1 National Laboratory of Endocrine Disruptors, National Institute of Biostructures and Biosystems (INBB), Via P. Castellino, 111, 80131 Naples, Italy
2 Institute of Genetics and Biomedical Research – CNR UOS Milano c/o Humanitas Clinical Institute Research Center, Via Manzoni 113, 20089 Rozzano, Milano, Italy
3 Institute of Genetic and Biophysics – CNR, Via P. Castellino, 111, 80131 Naples, Italy
4 Department of Experimental Medicine, Second University of Naples, Via S.M. di Costantinopoli, 16, 80138 Naples, Italy
5 Departments of Obstetrics and Gynecology and Reproductive Sciences and Neurobiology, Section of Comparative Medicine and Program in Integrative Cell Signaling and Neurobiology of Metabolism, Yale University School of Medicine, 333 Cedar Street New Haven, CT 06520, USA
Bisphenol A (BPA) is used as basic chemical compound in the production of polycarbonate food containers or epoxy resins coating metallic cans for food and beverages conservation.

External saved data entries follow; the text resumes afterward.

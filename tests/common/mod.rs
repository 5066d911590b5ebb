#![allow(dead_code)]

use osmc_core::interfaces::WatchTraceSink;
use osmc_core::lifecycle;
use osmc_core::sim::SimulatedBase;
use osmc_core::{
    GoalServer, OsmcParams, PathTrace, Pose2D, PoseStore, SinkError, VelocityCommand,
    VelocitySink,
};
use std::sync::{Arc, Mutex};
use tokio::sync::watch;

/// Keeps every command it sees, optionally forwarding to another sink
#[derive(Default)]
pub struct RecordingSink {
    commands: Mutex<Vec<VelocityCommand>>,
    forward: Option<Arc<dyn VelocitySink>>,
}

impl RecordingSink {
    pub fn forwarding(forward: Arc<dyn VelocitySink>) -> Self {
        RecordingSink {
            commands: Mutex::new(Vec::new()),
            forward: Some(forward),
        }
    }

    pub fn commands(&self) -> Vec<VelocityCommand> {
        self.commands.lock().unwrap().clone()
    }
}

impl VelocitySink for RecordingSink {
    fn send(&self, command: VelocityCommand) -> Result<(), SinkError> {
        self.commands.lock().unwrap().push(command);
        match &self.forward {
            Some(forward) => forward.send(command),
            None => Ok(()),
        }
    }
}

pub struct Rig {
    pub server: Arc<GoalServer>,
    pub store: Arc<PoseStore>,
    pub sink: Arc<RecordingSink>,
    pub traces: watch::Receiver<PathTrace>,
}

fn rig(params: OsmcParams, store: Arc<PoseStore>, sink: Arc<RecordingSink>) -> Rig {
    let (trace_sink, traces) = WatchTraceSink::channel(&params.frame_id);
    let server = GoalServer::new(
        params,
        Arc::clone(&store),
        sink.clone(),
        Arc::new(trace_sink),
    )
    .unwrap();
    let server = Arc::new(server);
    lifecycle::bring_up(server.as_ref()).unwrap();
    Rig {
        server,
        store,
        sink,
        traces,
    }
}

/// An active goal server whose pose only changes when the test says so
pub fn static_rig(params: OsmcParams) -> Rig {
    rig(
        params,
        Arc::new(PoseStore::new()),
        Arc::new(RecordingSink::default()),
    )
}

/// An active goal server driving a simulated unicycle that starts at `start`
pub fn sim_rig(params: OsmcParams, start: Pose2D) -> Rig {
    let store = Arc::new(PoseStore::new());
    let base = SimulatedBase::new(start, Arc::clone(&store), params.period());
    let sink = Arc::new(RecordingSink::forwarding(Arc::new(base)));
    rig(params, store, sink)
}
//! Path trace accumulation and best-effort publication

use std::sync::Arc;

use crate::common::Pose2D;
use crate::interfaces::TraceSink;

/// Poses sampled while executing one goal
///
/// Every cycle appends the sampled pose followed by the target, so a viewer
/// draws the robot's track together with where it was heading.
#[derive(Debug, Clone, PartialEq, Default)]
pub struct PathTrace {
    pub frame_id: String,
    pub poses: Vec<Pose2D>,
}

impl PathTrace {
    pub fn new(frame_id: &str) -> Self {
        PathTrace {
            frame_id: frame_id.to_string(),
            poses: Vec::new(),
        }
    }

    /// Append one cycle's sample and the target
    pub fn record(&mut self, current: Pose2D, target: Pose2D) {
        self.poses.push(current);
        self.poses.push(target);
    }

    /// The sampled robot poses, without the interleaved targets
    pub fn samples(&self) -> impl Iterator<Item = &Pose2D> {
        self.poses.iter().step_by(2)
    }

    pub fn len(&self) -> usize {
        self.poses.len()
    }

    pub fn is_empty(&self) -> bool {
        self.poses.is_empty()
    }
}

/// Hands the trace to an external observer each cycle
#[derive(Clone)]
pub struct ProgressReporter {
    sink: Arc<dyn TraceSink>,
}

impl ProgressReporter {
    pub fn new(sink: Arc<dyn TraceSink>) -> Self {
        ProgressReporter { sink }
    }

    /// Publish the trace. Delivery failures are logged and swallowed.
    pub fn record(&self, trace: &PathTrace) {
        if let Err(e) = self.sink.publish(trace) {
            log::warn!("Failed to publish path trace: {}", e);
        }
    }
}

Its xeno-estrogenic activity alters endocrine-metabolic pathways modulating glucose metabolism and increasing the risk of developing diabetes, insulin resistance, and obesity. Based on in vitro and in vivo experimental research, here we report some of the major BPA adverse effects on tissues that play a key role in the regulation on the whole body’s metabolism. Evidences have shown that BPA is able to exert its endocrine disrupting action altering glucose metabolism and contributing to the onset of metabolic disorders, acting on liver functions and affecting insulin production by the pancreas. Exposure to BPA has been reported also to modulate glucose utilization in muscles, as well as to interfere with adipose tissue endocrine function. In addition, to peripheral tissues, recent studies have shown that BPA by acting in the Central Nervous System affects neuroendocrine regulation of glucose metabolism, promoting glucose metabolism dysfunction such as glucose intolerance and insulin resistance. Thus, exposure to BPA seems to be an important risk factor in the onset of obesity and metabolic syndrome. However, its mechanisms of action need to be further investigated to provide a major evaluation of risk assessment.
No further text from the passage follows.